16 В связи со вскрытым японской военной разведкой усилением группировки советских войск за Байкалом в первой половине тридцатых годов, в 1936 г. Токио скорректировал «Курс национальной обороны империи» в сторону включения Москвы в число главных противников, однако, зная о подавляющем превосходстве Красной армии в людских ресурсах и наступательных вооружениях, провозгласил в «Основных принципах национальной политики» (1936) стратегию сохранения дружбы с СССР10, 11.
10. Архив НИИО МНО Японии. Бунко-Миядзаки-10 (C. 14061005100).

11. Кошкин А.А. Крах стратегии «спелой хурмы»: Военная политика Японии в отношении СССР, 1931–1945 гг. М.: Мысль, 1989. С. 211–212.
17 В силу целого ряда причин во второй половине тридцатых годов военная разведка Японии столкнулась с серьёзными трудностями в организации агентурной работы в СССР. В приграничных районах Дальнего Востока и Забайкалья был введён строгий контроль за пребыванием посторонних лиц, проведена тотальная паспортизация, усилена техническая и агентурная охрана границы, центральные и территориальные органы госбезопасности внедрили свою агентуру в разведывательные подразделения Квантунской и Корейской армий12. Агентурная работа московской резидентуры была скована тотальным наблюдением за её сотрудниками, выемкой дипломатической почты и дешифровкой радиопереписки военного атташе. Кроме того, в 1937–1938 гг. советское правительство выселило всё корейское население из Приморского края и ликвидировало японские консульства в Одессе, Хабаровске и Новосибирске, что, вопреки утвердившейся точке зрения, было вызвано не столько чистками общества от политически опасных течений, сколько реально существовавшей угрозой агентурного и легализованного проникновения японской военной разведки на объекты её устремлений13.
12. Чернолуцкая Е.Н. Паспортизация дальневосточного населения (1933–1934) // Revuedes étudesslaves. LXXI/1. 1999. С. 17–33; Органы государственной безопасности СССР. Том 1. Накануне. Книга 1 (ноябрь 1938 г. — декабрь 1940 г.). М.: АО «Книга и бизнес», 1995. С. 40–41, 46; Великая Отечественная война 1941–1945 годов. В 12 т. Т. 6. Тайная война. Разведка и контрразведка в годы Великой Отечественной войны. М.: Кучково поле, 2013. С. 176.

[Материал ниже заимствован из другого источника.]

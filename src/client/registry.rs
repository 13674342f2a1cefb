// ABOUTME: Table of active asynchronous exchanges keyed by Reference.
// ABOUTME: Binds each subscription to its connection, subscriber lifetime, and optional input side.

use super::connection::ConnectionId;
use super::demux::DemuxMode;
use super::error::{Error, Result};
use crate::types::Reference;
use parking_lot::Mutex;
use std::collections::HashMap;
use std::sync::Arc;
use tokio::io::AsyncWrite;
use tokio_util::sync::CancellationToken;

/// Write side of an upgraded attach/exec stream.
pub type BoxedWriter = Box<dyn AsyncWrite + Send + Unpin>;

/// Input channel of an interactive subscription.
///
/// Empty until the connection upgrade completes; while the dispatcher is
/// still upgrading it holds the lock, so writers wait instead of failing.
pub type InputSlot = Arc<tokio::sync::Mutex<Option<BoxedWriter>>>;

struct Registration {
    connection: ConnectionId,
    mode: DemuxMode,
    cancel: CancellationToken,
    input: Option<InputSlot>,
}

/// Every live subscription, and nothing else.
///
/// An entry exists from registration until the subscription ends; after
/// that its reference is unknown and `finish` reports `NotFound`.
#[derive(Default)]
pub struct SubscriptionRegistry {
    entries: Mutex<HashMap<Reference, Registration>>,
}

impl SubscriptionRegistry {
    pub fn new() -> Self {
        Self::default()
    }

    /// Register a subscription on `connection` and mint its reference.
    ///
    /// The returned token is cancelled by `finish` and, when an owner is
    /// given, by the owner's cancellation.
    pub fn register(
        &self,
        connection: ConnectionId,
        owner: Option<&CancellationToken>,
        mode: DemuxMode,
        input: Option<InputSlot>,
    ) -> (Reference, CancellationToken) {
        let reference = Reference::fresh();
        let cancel = match owner {
            Some(owner) => owner.child_token(),
            None => CancellationToken::new(),
        };
        self.entries.lock().insert(
            reference,
            Registration {
                connection,
                mode,
                cancel: cancel.clone(),
                input,
            },
        );
        tracing::debug!(%reference, %connection, ?mode, "registered subscription");
        (reference, cancel)
    }

    /// End a subscription. Its read loop stops and delivers the terminal
    /// message; no further data is delivered once this returns.
    pub fn finish(&self, reference: Reference) -> Result<()> {
        let registration = self
            .entries
            .lock()
            .remove(&reference)
            .ok_or(Error::NotFound(reference))?;
        registration.cancel.cancel();
        tracing::debug!(%reference, "finished subscription");
        Ok(())
    }

    /// Drop the entry once the read loop has ended on its own.
    pub(crate) fn remove(&self, reference: Reference) -> bool {
        self.entries.lock().remove(&reference).is_some()
    }

    pub(crate) fn input(&self, reference: Reference) -> Result<InputSlot> {
        let entries = self.entries.lock();
        let registration = entries.get(&reference).ok_or(Error::NotFound(reference))?;
        registration
            .input
            .clone()
            .ok_or_else(|| Error::Connection(format!("{reference} does not accept input")))
    }

    pub fn contains(&self, reference: Reference) -> bool {
        self.entries.lock().contains_key(&reference)
    }

    pub fn connection_of(&self, reference: Reference) -> Option<ConnectionId> {
        self.entries.lock().get(&reference).map(|r| r.connection)
    }

    pub fn mode_of(&self, reference: Reference) -> Option<DemuxMode> {
        self.entries.lock().get(&reference).map(|r| r.mode)
    }

    pub fn len(&self) -> usize {
        self.entries.lock().len()
    }

    pub fn is_empty(&self) -> bool {
        self.entries.lock().is_empty()
    }
}

impl std::fmt::Debug for SubscriptionRegistry {
    fn fmt(&self, f: &mut std::fmt::Formatter<'_>) -> std::fmt::Result {
        f.debug_struct("SubscriptionRegistry")
            .field("active", &self.len())
            .finish()
    }
}
// ABOUTME: Integration tests for synchronous dispatch against a fake engine.
// ABOUTME: Covers request shape, connection reuse, timeouts, and error classification.

mod support;

use dockwire::api::{ContainerOps, ListContainersOptions, SystemOps};
use dockwire::client::{
    Client, ClientOptions, Command, CommandConfig, Dispatched, Endpoint, Error, Filters,
    RemoteErrorKind, Timeouts,
};
use dockwire::types::ContainerId;
use serde_json::json;
use std::time::Duration;
use support::{FakeEngine, Reply};

async fn ping_engine() -> FakeEngine {
    FakeEngine::start(|req| match req.route() {
        "/_ping" => Reply::Text(200, "OK".into()),
        _ => Reply::error(404, "page not found"),
    })
    .await
}

#[tokio::test]
async fn ping_sends_versioned_path_and_host() {
    support::init_tracing();
    let engine = ping_engine().await;
    let client = engine.client();

    let body = client.ping().await.expect("ping should succeed");

    assert_eq!(body, "OK");
    let req = engine.last_request();
    assert_eq!(req.method, "GET");
    assert_eq!(req.target, "/v1.43/_ping");
    assert_eq!(req.header("host"), Some("localhost"));
}

#[tokio::test]
async fn unversioned_client_uses_bare_paths() {
    let engine = ping_engine().await;
    let client = engine.client_with(ClientOptions {
        api_version: String::new(),
        ..ClientOptions::default()
    });

    client.ping().await.unwrap();

    assert_eq!(engine.last_request().target, "/_ping");
}

#[tokio::test]
async fn sequential_requests_reuse_one_connection() {
    let engine = ping_engine().await;
    let client = engine.client();

    let first = client.dispatch(Command::get("/_ping")).await.unwrap();
    let second = client.dispatch(Command::get("/_ping")).await.unwrap();

    let (Dispatched::Complete(first), Dispatched::Complete(second)) = (first, second) else {
        panic!("ping should complete synchronously");
    };
    assert_eq!(first.connection, second.connection);
    assert_eq!(engine.accepted(), 1);
    assert_eq!(client.pool_stats().opened, 1);
    assert_eq!(client.idle_connections(), vec![second.connection]);
}

#[tokio::test]
async fn force_new_opens_and_closes_a_fresh_connection() {
    let engine = ping_engine().await;
    let client = engine.client();

    client.ping().await.unwrap();
    let pooled = client.idle_connections();

    let config = CommandConfig::builder().force_new(true).build().unwrap();
    let Dispatched::Complete(response) = client
        .dispatch(Command::get("/_ping").config(config))
        .await
        .unwrap()
    else {
        panic!("expected a complete response");
    };

    assert!(!pooled.contains(&response.connection));
    assert_eq!(engine.accepted(), 2);
    // The forced connection is closed; only the original stays parked.
    assert_eq!(client.idle_connections(), pooled);
}

#[tokio::test]
async fn concurrent_requests_use_distinct_connections() {
    let engine = FakeEngine::start(|_| Reply::Stream {
        parts: vec![(Duration::from_millis(100), b"OK".to_vec())],
        end: true,
    })
    .await;
    let client = engine.client();

    let (a, b) = tokio::join!(
        client.dispatch(Command::get("/_ping")),
        client.dispatch(Command::get("/_ping"))
    );

    let (Dispatched::Complete(a), Dispatched::Complete(b)) = (a.unwrap(), b.unwrap()) else {
        panic!("expected complete responses");
    };
    assert_ne!(a.connection, b.connection);
    assert_eq!(engine.accepted(), 2);
}

#[tokio::test]
async fn hung_request_times_out_and_drops_connection() {
    let engine = FakeEngine::start(|_| Reply::Hang).await;
    let client = engine.client();

    let config = CommandConfig::builder()
        .timeout(Duration::from_millis(100))
        .build()
        .unwrap();
    let err = client
        .dispatch(Command::get("/info").config(config))
        .await
        .unwrap_err();

    assert!(matches!(err, Error::Timeout(t) if t == Duration::from_millis(100)));
    assert!(client.idle_connections().is_empty());
}

#[tokio::test]
async fn client_timeouts_apply_when_command_sets_none() {
    let engine = FakeEngine::start(|_| Reply::Hang).await;
    let client = engine.client_with(ClientOptions {
        timeouts: Timeouts {
            request: Duration::from_millis(50),
            ..Timeouts::default()
        },
        ..ClientOptions::default()
    });

    let err = client.info().await.unwrap_err();

    assert!(matches!(err, dockwire::api::ApiError::Client(Error::Timeout(_))));
}

#[tokio::test]
async fn missing_container_is_not_found() {
    let engine = FakeEngine::start(|_| Reply::error(404, "No such container: ghost")).await;
    let client = engine.client();

    let err = client
        .inspect_container(&ContainerId::new("ghost"))
        .await
        .unwrap_err();

    assert_eq!(err.remote_kind(), Some(RemoteErrorKind::NotFound));
    assert!(err.to_string().contains("No such container: ghost"));
    // The error body was consumed, so the connection went back to the pool.
    assert_eq!(client.idle_connections().len(), 1);
}

#[tokio::test]
async fn conflict_on_stopped_container_is_not_running() {
    let engine = FakeEngine::start(|_| {
        Reply::error(409, "Container 4f66ad9a0b2e is not running")
    })
    .await;
    let client = engine.client();

    let err = client
        .kill_container(&ContainerId::new("4f66ad9a0b2e"), None)
        .await
        .unwrap_err();

    assert_eq!(err.remote_kind(), Some(RemoteErrorKind::NotRunning));
}

#[tokio::test]
async fn plain_conflict_stays_conflict() {
    let engine = FakeEngine::start(|_| Reply::error(409, "name already in use")).await;
    let client = engine.client();

    let err = client
        .create_container(Some("web"), json!({"Image": "nginx"}))
        .await
        .unwrap_err();

    assert_eq!(err.remote_kind(), Some(RemoteErrorKind::Conflict));
}

#[tokio::test]
async fn already_started_is_not_modified() {
    let engine = FakeEngine::start(|_| Reply::empty(304)).await;
    let client = engine.client();

    let err = client
        .start_container(&ContainerId::new("web"))
        .await
        .unwrap_err();

    assert_eq!(err.remote_kind(), Some(RemoteErrorKind::NotModified));
}

#[tokio::test]
async fn stop_sends_grace_period_in_seconds() {
    let engine = FakeEngine::start(|_| Reply::empty(204)).await;
    let client = engine.client();

    client
        .stop_container(&ContainerId::new("web"), Some(Duration::from_secs(10)))
        .await
        .unwrap();

    let req = engine.last_request();
    assert_eq!(req.method, "POST");
    assert_eq!(req.route(), "/containers/web/stop");
    assert_eq!(req.query(), "t=10");
}

#[tokio::test]
async fn wait_asks_for_not_running_condition() {
    let engine = FakeEngine::start(|_| Reply::ok_json(json!({"StatusCode": 3}))).await;
    let client = engine.client();

    let result = client
        .wait_container(&ContainerId::new("job"), Some(Duration::from_secs(1)))
        .await
        .unwrap();

    assert_eq!(result.status_code, 3);
    assert_eq!(engine.last_request().query(), "condition=not-running");
}

#[tokio::test]
async fn list_encodes_filters_as_json() {
    let engine = FakeEngine::start(|_| {
        Reply::ok_json(json!([{
            "Id": "4f66ad9a0b2e5c1d",
            "Names": ["/web"],
            "Image": "nginx",
            "State": "running",
            "Status": "Up 2 minutes"
        }]))
    })
    .await;
    let client = engine.client();

    let opts = ListContainersOptions {
        all: true,
        limit: None,
        filters: Filters::new().with("status", "running"),
    };
    let containers = client.list_containers(&opts).await.unwrap();

    assert_eq!(containers.len(), 1);
    assert_eq!(containers[0].name(), "web");
    let req = engine.last_request();
    assert_eq!(req.route(), "/containers/json");
    assert_eq!(
        req.query(),
        format!(
            "all=true&filters={}",
            urlencoding::encode(r#"{"status":["running"]}"#)
        )
    );
}

#[tokio::test]
async fn create_sends_json_body_and_name() {
    let engine =
        FakeEngine::start(|_| Reply::Json(201, json!({"Id": "abc123", "Warnings": []}))).await;
    let client = engine.client();

    let created = client
        .create_container(Some("web"), json!({"Image": "nginx:1.25"}))
        .await
        .unwrap();

    assert_eq!(created.id.as_str(), "abc123");
    let req = engine.last_request();
    assert_eq!(req.query(), "name=web");
    assert_eq!(req.header("content-type"), Some("application/json"));
    let body: serde_json::Value = serde_json::from_slice(&req.body).unwrap();
    assert_eq!(body, json!({"Image": "nginx:1.25"}));
}

#[tokio::test]
async fn unknown_query_keys_are_dropped() {
    let engine = FakeEngine::start(|_| Reply::empty(204)).await;
    let client = engine.client();

    let query = dockwire::client::Query::new()
        .flag("force", true)
        .flag("bogus", true);
    client
        .dispatch(Command::delete("/containers/web").query(&query, &["force"]))
        .await
        .unwrap();

    assert_eq!(engine.last_request().query(), "force=true");
}

#[tokio::test]
async fn export_redirects_body_to_file() {
    let engine = FakeEngine::start(|_| Reply::Stream {
        parts: vec![
            (Duration::ZERO, b"tar-part-one ".to_vec()),
            (Duration::from_millis(10), b"tar-part-two".to_vec()),
        ],
        end: true,
    })
    .await;
    let client = engine.client();
    let dir = tempfile::tempdir().unwrap();
    let dest = dir.path().join("web.tar");

    let written = client
        .export_container(&ContainerId::new("web"), &dest)
        .await
        .unwrap();

    assert_eq!(written, 25);
    assert_eq!(std::fs::read(&dest).unwrap(), b"tar-part-one tar-part-two");
}

#[tokio::test]
async fn unreachable_socket_is_a_connection_error() {
    let dir = tempfile::tempdir().unwrap();
    let client = Client::new(Endpoint::Unix(dir.path().join("missing.sock")));

    let err = client.dispatch(Command::get("/_ping")).await.unwrap_err();

    assert!(matches!(err, Error::Connection(_)), "got {err:?}");
}

#[tokio::test]
async fn version_decodes_engine_fields() {
    let engine = FakeEngine::start(|_| {
        Reply::ok_json(json!({
            "Version": "24.0.7",
            "ApiVersion": "1.43",
            "MinAPIVersion": "1.12",
            "Os": "linux",
            "Arch": "amd64"
        }))
    })
    .await;

    let version = engine.client().version().await.unwrap();

    assert_eq!(version.version, "24.0.7");
    assert_eq!(version.api_version, "1.43");
    assert_eq!(version.arch, "amd64");
}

13. РГАСПИ, ф. 17, оп. 162, д. 22, л. 121–123.
18 Отрицательное влияние на деятельность японских разведывательных органов также оказывал комплекс накопившихся к середине тридцатых годов внутренних проблем. Во-первых, в системе 2-го управления отсутствовали Центральная разведывательная школа Генерального штаба и Школа агентурных разведчиков Квантунской армии, в которых бы велась целенаправленная подготовка кадров. Во-вторых, агентура имела недостаточно надёжные легализационные документы, устаревшую советскую экипировку, не использовала портативную приёмо-передающую радиоаппаратуру. В-третьих, ядро агентурного аппарата оперативной разведки составляли китайцы и корейцы, которые после массовых депортаций этих национальностей с советского Дальнего Востока испытывали серьёзные проблемы с легализацией.
19 Прямым следствием недочётов в деятельности военной разведки стало поражение японской армии в сражении на р. Халхин-Гол (1939). Советские органы госбезопасности сумели довести до командования Квантунской армии по каналу «Хатокутё» через харбинское генконсульство фальсифицированную информацию о неготовности 1й армейской группы к проведению наступательных операций. Японской специальной радиоразведке не удалось взломать стойкие шифры, использовавшиеся на линии связи «армейская группа — Генштаб». 2й отдел штаба Квантунской армии вместо анализа поступавшей разведывательной информации занимался решением административных вопросов, а харбинская миссия не имела полномочий для координации деятельности всех разведорганов на халхингольском направлении14, 15.
14. Архив НИИО МНО Японии. Мансюдзэмпан-364 (C. 13010229500), л. 1192–1201.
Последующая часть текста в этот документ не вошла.